Stored items
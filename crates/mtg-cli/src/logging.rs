//! Logging setup.

use tracing::Subscriber;
use tracing_subscriber::fmt;
use tracing_subscriber::prelude::*;
use tracing_subscriber::{reload, EnvFilter, Registry};

/// Handle on the installed filter.
pub struct Logging {
    handle: reload::Handle<EnvFilter, Registry>,
    directives: String,
}

/// Silences logging until dropped.
pub struct Quiet<'a>(&'a Logging);

impl Logging {
    /// Turn logging off while a full-screen view owns the terminal.
    ///
    /// stderr shares the terminal with the alternate screen, so any line
    /// written there would be drawn over the form.
    pub fn quiet(&self) -> Quiet<'_> {
        if let Err(e) = self.handle.modify(|f| *f = EnvFilter::new("off")) {
            tracing::warn!(error = %e, "could not silence logging");
        }
        Quiet(self)
    }
}

impl Drop for Quiet<'_> {
    fn drop(&mut self) {
        let directives = &self.0.directives;
        // Nothing to report to if the subscriber is gone
        let _ = self.0.handle.modify(|f| *f = EnvFilter::new(directives));
    }
}

/// Install the global subscriber.
///
/// Honors `RUST_LOG` and defaults to `info`. Output goes to stderr so it
/// stays out of stdout reports.
pub fn init_logging(verbose: bool) -> anyhow::Result<Logging> {
    let default = if verbose { "debug" } else { "info" };
    let env_filter =
        EnvFilter::try_from_default_env().unwrap_or_else(|_| EnvFilter::new(default));

    let (subscriber, logging) = build(env_filter);
    subscriber.try_init()?;

    Ok(logging)
}

fn build(env_filter: EnvFilter) -> (impl Subscriber + Send + Sync + 'static, Logging) {
    let directives = env_filter.to_string();
    let (filter, handle) = reload::Layer::new(env_filter);

    let fmt_layer = fmt::layer()
        .with_writer(std::io::stderr)
        .with_target(true)
        .with_level(true)
        .with_line_number(true);

    let subscriber = tracing_subscriber::registry().with(filter).with(fmt_layer);
    (subscriber, Logging { handle, directives })
}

Problem details: Which lines run from the one containing "use tracing::Subscriber;" to the final line of the entries? Return those lines exactly, and only those.

Expected answer:
use tracing::Subscriber;
use tracing_subscriber::fmt;
use tracing_subscriber::prelude::*;
use tracing_subscriber::{reload, EnvFilter, Registry};

/// Handle on the installed filter.
pub struct Logging {
    handle: reload::Handle<EnvFilter, Registry>,
    directives: String,
}

/// Silences logging until dropped.
pub struct Quiet<'a>(&'a Logging);

impl Logging {
    /// Turn logging off while a full-screen view owns the terminal.
    ///
    /// stderr shares the terminal with the alternate screen, so any line
    /// written there would be drawn over the form.
    pub fn quiet(&self) -> Quiet<'_> {
        if let Err(e) = self.handle.modify(|f| *f = EnvFilter::new("off")) {
            tracing::warn!(error = %e, "could not silence logging");
        }
        Quiet(self)
    }
}

impl Drop for Quiet<'_> {
    fn drop(&mut self) {
        let directives = &self.0.directives;
        // Nothing to report to if the subscriber is gone
        let _ = self.0.handle.modify(|f| *f = EnvFilter::new(directives));
    }
}

/// Install the global subscriber.
///
/// Honors `RUST_LOG` and defaults to `info`. Output goes to stderr so it
/// stays out of stdout reports.
pub fn init_logging(verbose: bool) -> anyhow::Result<Logging> {
    let default = if verbose { "debug" } else { "info" };
    let env_filter =
        EnvFilter::try_from_default_env().unwrap_or_else(|_| EnvFilter::new(default));

    let (subscriber, logging) = build(env_filter);
    subscriber.try_init()?;

    Ok(logging)
}

fn build(env_filter: EnvFilter) -> (impl Subscriber + Send + Sync + 'static, Logging) {
    let directives = env_filter.to_string();
    let (filter, handle) = reload::Layer::new(env_filter);

    let fmt_layer = fmt::layer()
        .with_writer(std::io::stderr)
        .with_target(true)
        .with_level(true)
        .with_line_number(true);

    let subscriber = tracing_subscriber::registry().with(filter).with(fmt_layer);
    (subscriber, Logging { handle, directives })
}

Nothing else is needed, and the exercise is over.